Homework 1-2 : CSCI 0931

In class, we've talked about measuring a similarity or distance between a pair of senators. That distance is abstract. It represents how far apart the two senators are in the "space" of voting records. Now we'll consider a more concrete example in order to think about these distances.

Look at the above diagram of a baseball diamond. The catcher, James, is standing slightly to the third-base side of home plate. Rank all the players by order of increasing distance from James; get out a ruler and use it on your screen or printout if you need. The first two in your list should be James himself (he's distance zero from James) and then Bryant, the pitcher, who is about 90 feet away from him. To measure distance, use the distance between each players nose. Write your answers in the first column of the "Baseball" tab.
Who is the farthest away from James? Let's say it's player X. Write down a list of all the players, ordered by increasing distance from X, in column B. Compare this order to the order from the previous question. Explain this relationship. Compare it to the train-station problem we did in class. If, as an example station, I had provided one of the stations at the end of the line, say, Boston, it would have been easy to place the remainder in order, and the order would be exactly the opposite (reading from the other end!) that you'd have gotten if I'd offered up the station at the far end of the line, Richmond. Why doesn't that happen with the baseball players? And do you suspect that this source of trouble will appear in the voting-records problem? Write your explanations in cell D12.

Task 2: How a spreadsheet should look

Look at the Bad Sheet tab. It shows the September prices for two items (Bread and Rice) and how many of each item we bought, and then the cost of the items, which is computed as D3*B3 + D4*B4, i.e., the number of breads times the price of bread, plus the number of rices times the price of rice. That total is shown in cell B6.

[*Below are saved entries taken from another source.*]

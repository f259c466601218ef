use std::collections::VecDeque;
use std::ops::Range;
use std::sync::LazyLock;

use regex::Regex;

use crate::LexMode;
use crate::ScannerPosition;
use crate::SoyResult;
use crate::SoyScanner;
use crate::tokens::Symbol;
use crate::tokens::TokenKind;

static IDENTIFIER: LazyLock<Regex> = LazyLock::new(|| {
	Regex::new(r"[a-zA-Z_][a-zA-Z0-9_]*").unwrap_or_else(|e| panic!("invalid identifier pattern: {e}"))
});

/// A slice of a fragmentable token. `range` is relative to the start of
/// the token it was cut from.
#[derive(Debug, Clone, PartialEq, Eq)]
pub struct TokenFragment {
	pub range: Range<usize>,
	pub kind: TokenKind,
}

/// Cut `text` into identifier fragments of `kind`, with every run between
/// them as `IGNORED_TEXT`. The ranges cover `0..text.len()` in order.
pub fn split_words(text: &str, kind: TokenKind) -> Vec<TokenFragment> {
	let mut fragments = vec![];
	let mut cursor = 0;

	for found in IDENTIFIER.find_iter(text) {
		if found.start() > cursor {
			fragments.push(TokenFragment {
				range: cursor..found.start(),
				kind: TokenKind::IgnoredText,
			});
		}

		fragments.push(TokenFragment {
			range: found.range(),
			kind,
		});
		cursor = found.end();
	}

	if cursor < text.len() {
		fragments.push(TokenFragment {
			range: cursor..text.len(),
			kind: TokenKind::IgnoredText,
		});
	}

	fragments
}

/// Wraps [`SoyScanner`] and re-emits dotted names and `$` references one
/// word at a time.
///
/// For `{namespace example.soy}` the scanner produces a single
/// `NAMESPACE_IDENTIFIER`, while this lexer produces `example`, `.` as
/// `IGNORED_TEXT`, and `soy`.
#[derive(Debug, Default)]
pub struct WordScanningLexer<'a> {
	scanner: SoyScanner<'a>,
	/// The scanner token the queued fragments were cut from.
	parent: Option<Symbol<'a>>,
	fragments: VecDeque<TokenFragment>,
	current: Option<Symbol<'a>>,
}

impl<'a> WordScanningLexer<'a> {
	pub fn new() -> Self {
		Self::default()
	}

	pub fn start(&mut self, source: &'a str, start: usize, end: usize, mode: LexMode) -> SoyResult<()> {
		self.scanner.reset(source, start, end, mode)?;
		self.clear();

		Ok(())
	}

	/// Move to the next fragment, scanning a new token once the queue is
	/// drained.
	pub fn advance(&mut self) -> &Symbol<'a> {
		if self.fragments.is_empty() {
			let token = self.scanner.advance().clone();
			let fragments = if token.kind.is_fragmentable() {
				split_words(token.text, token.kind)
			} else {
				vec![]
			};

			// Tokens with nothing to split are passed through whole.
			if fragments.is_empty() {
				self.parent = None;
				return self.current.insert(token);
			}

			tracing::trace!(kind = %token.kind, text = token.text, fragments = fragments.len(), "split token");
			self.fragments.extend(fragments);
			self.parent = Some(token);
		}

		let symbol = match (self.fragments.pop_front(), &self.parent) {
			(Some(fragment), Some(parent)) => fragment_symbol(parent, &fragment),
			_ => unreachable!("queued fragments always have a parent token"),
		};

		self.current.insert(symbol)
	}

	pub fn token(&self) -> Option<&Symbol<'a>> {
		self.current.as_ref()
	}

	pub fn token_kind(&self) -> Option<TokenKind> {
		self.current.as_ref().map(|token| token.kind)
	}

	pub fn token_start(&self) -> usize {
		self.current
			.as_ref()
			.map_or_else(|| self.scanner.token_start(), |token| token.start)
	}

	pub fn token_end(&self) -> usize {
		self.current
			.as_ref()
			.map_or_else(|| self.scanner.token_end(), |token| token.end)
	}

	pub fn token_text(&self) -> &'a str {
		self.current.as_ref().map_or("", |token| token.text)
	}

	/// Fragments still queued from the last split.
	pub fn pending_fragments(&self) -> usize {
		self.fragments.len()
	}

	pub fn scanner(&self) -> &SoyScanner<'a> {
		&self.scanner
	}

	/// The position of the wrapped scanner. Fragments are not part of it.
	pub fn position(&self) -> ScannerPosition<'a> {
		self.scanner.position()
	}

	/// Restore the wrapped scanner and drop any queued fragments.
	pub fn restore(&mut self, position: ScannerPosition<'a>) {
		self.scanner.restore(position);
		self.clear();
	}

	fn clear(&mut self) {
		self.fragments.clear();
		self.parent = None;
		self.current = None;
	}
}

fn fragment_symbol<'a>(parent: &Symbol<'a>, fragment: &TokenFragment) -> Symbol<'a> {
	let leading = &parent.text[..fragment.range.start];

	Symbol {
		kind: fragment.kind,
		text: &parent.text[fragment.range.clone()],
		start: parent.start + fragment.range.start,
		end: parent.start + fragment.range.end,
		line: parent.line,
		column: parent.column + leading.chars().count(),
		value: None,
	}
}

/// Scan all of `source` through the word lexer, excluding the final `EOF`.
pub fn tokenize_words(source: &str) -> Vec<Symbol<'_>> {
	let mut lexer = WordScanningLexer::new();
	if lexer.start(source, 0, source.len(), LexMode::TemplateText).is_err() {
		return vec![];
	}

	let mut symbols = vec![];
	loop {
		let symbol = lexer.advance();
		if symbol.kind == TokenKind::Eof {
			return symbols;
		}

		symbols.push(symbol.clone());
	}
}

Down below, we've got both September prices (copied from those above) and October prices, and a (correct) formula for the increase in price from September to October, which takes the total October cost, D3*C9 + D4*C10 and subtracts the total September cost, D3*B9 + D4*B10. Notice that we're using the costs from rows 9 and 10.

Change the price of bread in cell B3 from $2.35 to $2.50. You'll see the September cost go up. But the cell labelled "Increase" (D9) won't change at all. Look at the formulas and explain why in cell E12.

Now look at the tab called Good Sheet. On this one, things are a little clearer: the only places the person looking at this sheet should change anything are highlighted in yellow (with a note at the top explaining this). The September prices in rows 9 and 10 are not copied from rows 3 and 4, but rather are defined by formulas that refer to rows 3 and 4: when the price of bread in B3 is changed, the price in B9 automatically updates. Note, too, that all dollar amounts have been formatted to display nicely. (That was true of the "Bad Sheet" tab as well.)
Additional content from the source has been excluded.